A Infância de Ivan (Ivanovo Detstvo – 1962)
Uma criança psicologicamente destruída pela guerra, tentando, com incrível resiliência, esforço transmitido elegantemente na opção do diretor pelas poéticas sequências oníricas, manter viva uma réstia de inocência, confrontando a crueldade dos adultos. Toda sua família foi assassinada pelos nazistas. Como sugestão, veja a obra numa dobradinha com “Os Meninos”, de Narciso Ibáñez Serrador, que apresenta uma crítica menos sutil, porém, tão eficiente quanto, sobre o mesmo tema.
Nesse primeiro trabalho, o menos hermético em sua filmografia, Andrei Tarkóvski exercita sua sensibilidade ao introduzir no roteiro o elemento do sonho, algo inexistente na obra original de Vladimir Bogomolov, abusando do recurso de imagens em negativo e truques com ângulo de câmera, na tentativa de emular a atmosfera de irrealidade, amalgamando esses artifícios a um resgate emotivo de suas próprias memórias, compondo cenas inesquecíveis como a dos cavalos comendo maçãs, ou, especialmente, logo no início do filme, o voo do menino, aquela que considero uma das mais perfeitas representações deste elemento no cinema. A cada sonho revelado, indo do idílico inofensivo ao sombrio premonitório de uma tragédia iminente, nós conseguimos enxergar claramente a gradativa morte da esperança.
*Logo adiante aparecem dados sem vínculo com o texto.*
//! Application state and logic.
//!
//! The terminal front end is a single cooperative loop. Every API call runs as a
//! spawned task that reports back over an unbounded channel; the loop drains the
//! channel between frames, so rendering never waits on the network.

use crate::api::{SearchOutcome, StockApi};
use crate::error::GatewayError;
use crate::models::{StockDetail, StockSummary};
use crate::recent::RecentSearches;
use crate::search::{Navigation, SearchFlow};
use crate::view::{DetailView, FetchOptions, FetchOutcome, FetchTicket, Tab, fetch_slice};
use std::collections::HashMap;
use std::sync::Arc;
use std::time::Instant;
use tokio::sync::mpsc::{self, UnboundedReceiver, UnboundedSender};
use tokio::task::AbortHandle;
use tracing::{debug, warn};

/// Which screen is showing.
#[derive(Debug, Clone, Copy, PartialEq, Eq)]
pub enum Screen {
    Home,
    Search,
    Detail,
}

/// Results delivered by background tasks.
#[derive(Debug)]
pub enum AppEvent {
    StocksLoaded(Result<Vec<StockSummary>, GatewayError>),
    SearchFinished {
        id: u64,
        result: Result<SearchOutcome, GatewayError>,
    },
    DetailLoaded {
        view: u64,
        result: Result<StockDetail, GatewayError>,
    },
    SliceFetched {
        view: u64,
        outcome: FetchOutcome,
    },
}

/// Application state.
pub struct App<A> {
    api: Arc<A>,
    options: FetchOptions,
    tx: UnboundedSender<AppEvent>,
    rx: UnboundedReceiver<AppEvent>,
    /// Current screen
    pub screen: Screen,
    history: Vec<Screen>,
    /// Stocks on the home screen
    pub stocks: Vec<StockSummary>,
    pub stocks_loading: bool,
    pub last_refresh: Option<Instant>,
    /// Selected row on the home screen
    pub selected: usize,
    pub search: SearchFlow,
    /// Selected row in the search list, `None` while typing
    pub search_selected: Option<usize>,
    pub detail: Option<DetailView>,
    /// Scroll offset of the detail tab body
    pub scroll: u16,
    detail_id: u64,
    tasks: HashMap<FetchTicket, AbortHandle>,
    /// Is the app running
    pub running: bool,
    /// Error message to display
    pub error: Option<String>,
    /// Show help overlay
    pub show_help: bool,
}

impl<A: StockApi + 'static> App<A> {
    pub fn new(api: A, options: FetchOptions, recent: RecentSearches) -> Self {
        let (tx, rx) = mpsc::unbounded_channel();
        Self {
            api: Arc::new(api),
            options,
            tx,
            rx,
            screen: Screen::Home,
            history: Vec::new(),
            stocks: Vec::new(),
            stocks_loading: false,
            last_refresh: None,
            selected: 0,
            search: SearchFlow::new(recent),
            search_selected: None,
            detail: None,
            scroll: 0,
            detail_id: 0,
            tasks: HashMap::new(),
            running: true,
            error: None,
            show_help: false,
        }
    }

    /// Fetch the stock list for the home screen.
    pub fn refresh_stocks(&mut self) {
        if self.stocks_loading {
            return;
        }
        self.stocks_loading = true;

        let api = Arc::clone(&self.api);
        let tx = self.tx.clone();
        tokio::spawn(async move {
            let result = api.list_stocks().await;
            let _ = tx.send(AppEvent::StocksLoaded(result));
        });
    }

    /// Apply every event that has already arrived. Returns true if any did.
    pub fn drain_events(&mut self) -> bool {
        let mut changed = false;
        while let Ok(event) = self.rx.try_recv() {
            self.handle_event(event);
            changed = true;
        }
        changed
    }

    /// Wait for the next event and apply it.
    pub async fn next_event(&mut self) -> bool {
        match self.rx.recv().await {
            Some(event) => {
                self.handle_event(event);
                true
            }
            None => false,
        }
    }

    pub fn handle_event(&mut self, event: AppEvent) {
        match event {
            AppEvent::StocksLoaded(result) => {
                self.stocks_loading = false;
                match result {
                    Ok(stocks) => {
                        self.stocks = stocks;
                        self.last_refresh = Some(Instant::now());
                        self.selected = self.selected.min(self.stocks.len().saturating_sub(1));
                    }
                    Err(e) => {
                        warn!(error = %e, "failed to load stocks");
                        self.error = Some(format!("Failed to load stocks: {}", e.user_message()));
                    }
                }
            }
            AppEvent::SearchFinished { id, result } => {
                self.search.finish(id, result);
                self.search_selected = None;
            }
            AppEvent::DetailLoaded { view, result } => {
                if view != self.detail_id {
                    debug!(view, "dropping detail for a closed view");
                    return;
                }
                let started = self
                    .detail
                    .as_mut()
                    .and_then(|detail| detail.page_loaded(result));
                if let Some(ticket) = started {
                    self.spawn_slice(ticket);
                }
            }
            AppEvent::SliceFetched { view, outcome } => {
                self.tasks.remove(&outcome.ticket);
                if view != self.detail_id {
                    return;
                }
                if let Some(detail) = self.detail.as_mut() {
                    detail.apply(outcome);
                }
            }
        }
    }

    // Navigation

    fn push_screen(&mut self, screen: Screen) {
        if self.screen != screen {
            self.history.push(self.screen);
            self.screen = screen;
        }
    }

    /// Return to the previous screen. Quits from the home screen.
    pub fn back(&mut self) {
        if self.screen == Screen::Detail {
            self.close_detail();
        }
        match self.history.pop() {
            Some(screen) => self.screen = screen,
            None if self.screen == Screen::Home => self.quit(),
            None => self.screen = Screen::Home,
        }
    }

    pub fn open_search(&mut self) {
        self.search_selected = None;
        self.push_screen(Screen::Search);
    }

    /// Open the detail page for a symbol, replacing any open one.
    pub fn open_detail(&mut self, symbol: &str, use_defaults: bool) {
        self.close_detail();
        self.detail_id += 1;
        let view = DetailView::new(symbol, use_defaults);
        let symbol = view.symbol.clone();
        self.detail = Some(view);
        self.scroll = 0;
        self.push_screen(Screen::Detail);
        self.spawn_detail(symbol, use_defaults);
    }

    fn close_detail(&mut self) {
        if let Some(detail) = self.detail.take() {
            for ticket in detail.pending() {
                self.abort(ticket);
            }
        }
    }

    pub fn navigate(&mut self, navigation: Navigation) {
        match navigation {
            Navigation::Detail {
                symbol,
                use_defaults,
            } => self.open_detail(&symbol, use_defaults),
        }
    }

    // Home screen

    pub fn select_up(&mut self) {
        if self.selected > 0 {
            self.selected -= 1;
        }
    }

    pub fn select_down(&mut self) {
        if self.selected < self.stocks.len().saturating_sub(1) {
            self.selected += 1;
        }
    }

    pub fn selected_stock(&self) -> Option<&StockSummary> {
        self.stocks.get(self.selected)
    }

    pub fn open_selected(&mut self) {
        if let Some(symbol) = self.selected_stock().map(|s| s.symbol.clone()) {
            self.open_detail(&symbol, false);
        }
    }

    // Search screen

    pub fn submit_search(&mut self) {
        self.search_selected = None;
        let Some((id, symbol)) = self.search.begin() else {
            return;
        };

        let api = Arc::clone(&self.api);
        let tx = self.tx.clone();
        tokio::spawn(async move {
            let result = api.search(&symbol).await;
            let _ = tx.send(AppEvent::SearchFinished { id, result });
        });
    }

    /// Symbols listed under the search box: results once searched, recent searches before.
    pub fn search_items(&self) -> Vec<(String, String)> {
        if self.search.searched {
            self.search
                .results
                .iter()
                .map(|s| (s.symbol.clone(), s.name.clone()))
                .collect()
        } else {
            self.search
                .recent
                .entries()
                .iter()
                .map(|r| (r.symbol.clone(), r.name.clone()))
                .collect()
        }
    }

    pub fn search_down(&mut self) {
        let len = self.search_items().len();
        if len == 0 {
            return;
        }
        self.search_selected = Some(match self.search_selected {
            None => 0,
            Some(i) => (i + 1).min(len - 1),
        });
    }

    pub fn search_up(&mut self) {
        self.search_selected = match self.search_selected {
            None | Some(0) => None,
            Some(i) => Some(i - 1),
        };
    }

    /// Open the highlighted entry, or submit the input when nothing is highlighted.
    pub fn search_enter(&mut self) {
        let picked = self
            .search_selected
            .and_then(|i| self.search_items().into_iter().nth(i));
        match picked {
            Some((symbol, _)) => self.open_detail(&symbol, false),
            None => self.submit_search(),
        }
    }

    pub fn use_default_data(&mut self) {
        if let Some(navigation) = self.search.use_default_data() {
            self.navigate(navigation);
        }
    }

    // Detail screen

    pub fn select_tab(&mut self, tab: Tab) {
        let Some(detail) = self.detail.as_mut() else {
            return;
        };
        let transition = detail.select_tab(tab);
        self.scroll = 0;
        if let Some(ticket) = transition.cancelled {
            self.abort(ticket);
        }
        if let Some(ticket) = transition.started {
            self.spawn_slice(ticket);
        }
    }

    pub fn next_tab(&mut self) {
        if let Some(tab) = self.detail.as_ref().map(|d| d.active_tab.next()) {
            self.select_tab(tab);
        }
    }

    pub fn prev_tab(&mut self) {
        if let Some(tab) = self.detail.as_ref().map(|d| d.active_tab.prev()) {
            self.select_tab(tab);
        }
    }

    pub fn scroll_down(&mut self) {
        self.scroll = self.scroll.saturating_add(1);
    }

    pub fn scroll_up(&mut self) {
        self.scroll = self.scroll.saturating_sub(1);
    }

    /// Retry the failed page, or the active tab's failed slice.
    pub fn retry(&mut self) {
        let Some(detail) = self.detail.as_mut() else {
            return;
        };
        if detail.retry_page() {
            let (symbol, use_defaults) = (detail.symbol.clone(), detail.use_defaults);
            self.spawn_detail(symbol, use_defaults);
        } else if let Some(ticket) = detail.retry_tab() {
            self.spawn_slice(ticket);
        }
    }

    /// Number of fetch tasks still running.
    pub fn in_flight(&self) -> usize {
        self.tasks.len()
    }

    pub fn toggle_help(&mut self) {
        self.show_help = !self.show_help;
    }

    pub fn quit(&mut self) {
        self.running = false;
    }

    pub fn should_quit(&self) -> bool {
        !self.running
    }

    /// Time since the home list was last loaded.
    pub fn time_since_refresh(&self) -> String {
        match self.last_refresh {
            Some(t) => {
                let elapsed = std::time::Duration::from_secs(t.elapsed().as_secs());
                format!("{} ago", humantime::format_duration(elapsed))
            }
            None => "never".to_string(),
        }
    }

    fn spawn_detail(&self, symbol: String, use_defaults: bool) {
        let api = Arc::clone(&self.api);
        let tx = self.tx.clone();
        let view = self.detail_id;
        tokio::spawn(async move {
            let result = api.get_details(&symbol, use_defaults).await;
            let _ = tx.send(AppEvent::DetailLoaded { view, result });
        });
    }

    fn spawn_slice(&mut self, ticket: FetchTicket) {
        let Some(symbol) = self.detail.as_ref().map(|d| d.symbol.clone()) else {
            return;
        };
        let api = Arc::clone(&self.api);
        let tx = self.tx.clone();
        let view = self.detail_id;
        let options = self.options;

        debug!(%symbol, ?ticket, "fetching slice");
        let handle = tokio::spawn(async move {
            let result = fetch_slice(api.as_ref(), &symbol, ticket.kind, options).await;
            let _ = tx.send(AppEvent::SliceFetched {
                view,
                outcome: FetchOutcome { ticket, result },
            });
        });
        self.tasks.insert(ticket, handle.abort_handle());
    }

    fn abort(&mut self, ticket: FetchTicket) {
        if let Some(handle) = self.tasks.remove(&ticket) {
            debug!(?ticket, "cancelling fetch");
            handle.abort();
        }
    }
}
A cena que insere a obra no especial ocorre no poderoso desfecho, o último sonho, a forma altamente simbólica encontrada pelo diretor de transferir a carga de culpa para a consciência do espectador. Sem revelar muito, em respeito àqueles que ainda não viram o filme, a cena nos conduz por vislumbres da realidade de uma infância que o menino não teve oportunidade de experimentar. A mãe sorridente que se afasta zelosa e a interação divertida com outras crianças, contrastando com a presença perturbadora de uma vigilante árvore seca. Ele vê uma menina, o flerte ingênuo, a corrida para tentar alcançar aquela figura.
O relacionamento que ele nunca irá vivenciar. Ivan então a ultrapassa, correndo sobre as águas. Ele parece ter se tornado sobre-humano, até que a figura da árvore, a maléfica interferência adulta, interrompe bruscamente seu caminho.